Just curious as to why you chose the model with catalytic convertor?  Does it work as well in northern climates.  It gets down to 20 and sometimes 30 below here.  Would that be an issue?


----------



## ScotO (Oct 26, 2011)

I personally stayed away from the CAT stove.....these secondary burn stoves are, in my opinion, nicer because you don't have to worry about that expensive CAT replacement.....they do have baffles, however, that need occasional replacement esp. if you are rough loading the wood into them....to each is own, I guess.....I just think that the Napoleon's look awesome, hands down....it will not be my primary heat (my Napoleon 1900p is my primary), but I am sure I will get a pile of heat out of this fireplace...we will see soon, it's going in this week.....


----------



## Jack768 (Oct 26, 2011)

I assume you mean the Montecito Estate?  I have the Montecito -- the smaller version -- and I'm very happy with it.  The Estate is a really big unit, 3.5 or 4 cu ft firebox.  I agree with others who point out the benefits of EPA certified units.  Less wood, less chimney gunk, more heat.  I have re-thought the cat issue as I've had more experience with my two non-cat units and I think my next purchase will be a cat -- they are, as reported by many of this site, easier to turn down for long burns while still producing heat.  Because the cat engages at temperatures lower than non-cat secondary combustion systems, they can be designed to be closed down more than a non-cat stove and still meet EPA, and therefore can be a better choice for long, close-it-down-overnight burns.


----------



## ScotO (Oct 26, 2011)

LIJack said:
			
		

> I assume you mean the Montecito Estate?  I have the Montecito -- the smaller version -- and I'm very happy with it.  The Estate is a really big unit, 3.5 or 4 cu ft firebox.  I agree with others who point out the benefits of EPA certified units.  Less wood, less chimney gunk, more heat.  I have re-thought the cat issue as I've had more experience with my two non-cat units and I think my next purchase will be a cat -- they are, as reported by many of this site, easier to turn down for long burns while still producing heat.  Because the cat engages at temperatures lower than non-cat secondary combustion systems, they can be designed to be closed down more than a non-cat stove and still meet EPA, and therefore can be a better choice for long, close-it-down-overnight burns.

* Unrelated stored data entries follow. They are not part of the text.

//! Experiment flow for one participant.
//!
//! Problems are presented in order. Each problem's dialogue runs until the
//! participant submits a fix; the submission is judged and recorded, then
//! the runner moves to the next problem or closes the session. The session
//! is persisted after every exchange.

use serde::Serialize;
use std::sync::Arc;
use tracing::{info, instrument, warn};

use crate::domain::errors::{DomainError, DomainResult};
use crate::domain::models::{Evaluation, ExperimentSession, JudgeConfig, Persona, Problem, Role};
use crate::domain::ports::{ChatGateway, GatewayError, SessionStore};
use crate::services::dialogue::{DialoguePolicy, DEFAULT_DIALOGUE_TEMPERATURE};
use crate::services::judge::SelfConsistencyJudge;

/// Per-participant settings
#[derive(Debug, Clone)]
pub struct RunnerSettings {
    pub participant_id: String,
    pub persona: Persona,
    pub judge: JudgeConfig,
    pub dialogue_temperature: f32,
}

impl RunnerSettings {
    pub fn new(participant_id: impl Into<String>, persona: Persona) -> Self {
        Self {
            participant_id: participant_id.into(),
            persona,
            judge: JudgeConfig::default(),
            dialogue_temperature: DEFAULT_DIALOGUE_TEMPERATURE,
        }
    }
}

/// Final figures reported when the last problem has been judged
#[derive(Debug, Clone, PartialEq, Serialize)]
pub struct SessionSummary {
    pub session_id: String,
    pub solved: usize,
    pub total: usize,
    pub success_rate: f64,
    pub average_turns: f64,
}

/// What happened after a submission was judged
#[derive(Debug, Clone, PartialEq)]
pub enum SubmissionOutcome {
    /// Moved on; `greeting` opens the next problem
    Next {
        evaluation: Evaluation,
        problem_id: u32,
        greeting: String,
    },
    /// That was the last problem
    Completed {
        evaluation: Evaluation,
        summary: SessionSummary,
    },
}

impl SubmissionOutcome {
    pub fn evaluation(&self) -> &Evaluation {
        match self {
            Self::Next { evaluation, .. } | Self::Completed { evaluation, .. } => evaluation,
        }
    }
}

pub struct ExperimentRunner {
    problems: Vec<Problem>,
    policy: DialoguePolicy,
    judge: SelfConsistencyJudge,
    session: ExperimentSession,
    store: Arc<dyn SessionStore>,
}

impl ExperimentRunner {
    pub fn new(
        gateway: Arc<dyn ChatGateway>,
        problems: Vec<Problem>,
        store: Arc<dyn SessionStore>,
        settings: RunnerSettings,
    ) -> DomainResult<Self> {
        let first = problems.first().cloned().ok_or(DomainError::NoProblems)?;
        let policy = DialoguePolicy::new(Arc::clone(&gateway), settings.persona, first)
            .with_temperature(settings.dialogue_temperature);
        let judge = SelfConsistencyJudge::new(gateway, settings.judge);
        let session = ExperimentSession::new(settings.participant_id, settings.persona);

        Ok(Self {
            problems,
            policy,
            judge,
            session,
            store,
        })
    }

    pub fn session(&self) -> &ExperimentSession {
        &self.session
    }

    pub fn policy(&self) -> &DialoguePolicy {
        &self.policy
    }

    pub fn total_problems(&self) -> usize {
        self.problems.len()
    }

    /// 1-based position of the active problem
    pub fn position(&self) -> usize {
        self.session.current_problem_index + 1
    }

    pub fn is_complete(&self) -> bool {
        self.session.is_finished()
    }

    /// The problem being worked on, or `None` once the session is closed
    pub fn current_problem(&self) -> Option<&Problem> {
        if self.is_complete() {
            None
        } else {
            Some(self.policy.problem())
        }
    }

    /// Greet the participant on the first problem and persist the new session.
    #[instrument(skip(self), fields(session_id = %self.session.session_id))]
    pub async fn start(&mut self) -> DomainResult<String> {
        self.ensure_active()?;
        let greeting = self.policy.initial_greeting();
        let problem_id = self.policy.problem().id;
        self.session
            .record_turn(problem_id, Role::Assistant, greeting.clone());
        let path = self.store.save(&self.session).await?;
        info!(path = %path.display(), persona = %self.session.persona, "experiment session started");
        Ok(greeting)
    }

    /// Send one participant message and return the tutor's reply
    pub async fn send(&mut self, message: &str, code_draft: Option<&str>) -> DomainResult<String> {
        self.ensure_active()?;
        let problem_id = self.policy.problem().id;
        self.session.record_turn(problem_id, Role::User, message);

        let result = self.policy.respond(message, code_draft).await;
        self.finish_exchange(problem_id, result).await
    }

    /// Streaming variant of [`send`](Self::send); `on_fragment` sees each piece as it arrives
    pub async fn send_streaming<F>(
        &mut self,
        message: &str,
        code_draft: Option<&str>,
        on_fragment: F,
    ) -> DomainResult<String>
    where
        F: FnMut(&str) + Send,
    {
        self.ensure_active()?;
        let problem_id = self.policy.problem().id;
        self.session.record_turn(problem_id, Role::User, message);

        let result = match self.policy.respond_streaming(message, code_draft).await {
            Ok(stream) => stream.drain(on_fragment).await,
            Err(err) => Err(err),
        };
        self.finish_exchange(problem_id, result).await
    }

    /// Judge the submitted code, record it, and advance.
    #[instrument(skip(self, code), fields(session_id = %self.session.session_id))]
    pub async fn submit(&mut self, code: &str) -> DomainResult<SubmissionOutcome> {
        self.ensure_active()?;
        let problem_id = self.policy.problem().id;

        let evaluation = self.judge.evaluate(self.policy.problem(), code).await?;
        self.session.record_submission(problem_id, code, &evaluation);
        self.store.save(&self.session).await?;

        if !self.session.is_judged(problem_id) {
            return Err(DomainError::VerdictMissing(problem_id));
        }

        let next_index = self.session.current_problem_index + 1;
        match self.problems.get(next_index).cloned() {
            Some(next) => {
                let next_id = next.id;
                self.session.current_problem_index = next_index;
                self.policy.set_problem(next);
                let greeting = self.policy.initial_greeting();
                self.session
                    .record_turn(next_id, Role::Assistant, greeting.clone());
                self.store.save(&self.session).await?;
                info!(from = problem_id, to = next_id, "advanced to next problem");
                Ok(SubmissionOutcome::Next {
                    evaluation,
                    problem_id: next_id,
                    greeting,
                })
            }
            None => {
                self.session.finish();
                self.store.save(&self.session).await?;
                let summary = self.summary();
                info!(
                    success_rate = summary.success_rate,
                    average_turns = summary.average_turns,
                    "experiment complete"
                );
                Ok(SubmissionOutcome::Completed {
                    evaluation,
                    summary,
                })
            }
        }
    }

    pub fn summary(&self) -> SessionSummary {
        SessionSummary {
            session_id: self.session.session_id.clone(),
            solved: self
                .session
                .attempts
                .iter()
                .filter(|a| a.is_correct == Some(true))
                .count(),
            total: self.problems.len(),
            success_rate: self.session.success_rate(),
            average_turns: self.session.average_turns(),
        }
    }

    async fn finish_exchange(
        &mut self,
        problem_id: u32,
        result: Result<String, GatewayError>,
    ) -> DomainResult<String> {
        match result {
            Ok(reply) => {
                self.session
                    .record_turn(problem_id, Role::Assistant, reply.clone());
                self.store.save(&self.session).await?;
                Ok(reply)
            }
            Err(err) => {
                warn!(problem_id, error = %err, "tutor reply failed");
                self.store.save(&self.session).await?;
                Err(err.into())
            }
        }
    }

    fn ensure_active(&self) -> DomainResult<()> {
        if self.is_complete() {
            Err(DomainError::ExperimentComplete)
        } else {
            Ok(())
        }
    }
}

I agree on the longer burns and lower temp CAT engagement, but for me it was the secondary burn stove....both have their benefits.....I've never had my secondary stove let me down, even on long burns....have had many 10-12hr burns and never had a problem stoking it right back up (granted we have a well-insulated house)....plus it is a good way to hypnotize the kids when they aren't listening......make them go and watch the fire swirling around and before you know it they are settled down...one of the most crowded places in the house, that kitchen hearth...lol...


----------



## Trail_Time (Nov 15, 2011)

frozendd said:
			
		

> Trail_Time said:
> 
> 
> 
> ...



The CAT is cleaner, just about no smoke.....and provides great heat even with a small to moderate fire. Even without burn tubes, I still get a nice secondary flame show.  It depends on how you have the primary air set.   If you are regularly that cold I do not think I would have the blower pull outside air, you would probably have issues keeping the temp sensor hot enough to keep the blower running.  In your case I would install the blower in the basement.


----------



## jonwright (Nov 15, 2011)

frozendd said:
			
		

> Trail_Time said:
> 
> 
> 
> ...



I would think you wouldn't want to do the posi-pressure deal in your case.  Travis doesn't recommend pulling outside air in really cold climates.  check their manual.  Good news is you can locate the blower unit somewhere else, presumably a little quieter than built in units.  Bad side is that there are no provisions for ducting on the FPX.

Nonetheless my brother-in-law who installs fireplaces has mixed results with ducting units anyway - not significant and you can't do it very far.


----------



## Mt Ski Bum (Nov 15, 2011)

I'd go with the big boy- the FPX 44- I mean, how can you go wrong with 4.3 cu. ft. of burning space- you can truely stuff that monster full of wood!


----------



## Mt Ski Bum (Nov 15, 2011)

[duplicate post]


----------



## Trail_Time (Nov 15, 2011)

Mt Ski Bum said:
			
		

> I'd go with the big boy- the FPX 44- I mean, how can you go wrong with 4.3 cu. ft. of burning space- you can truely stuff that monster full of wood!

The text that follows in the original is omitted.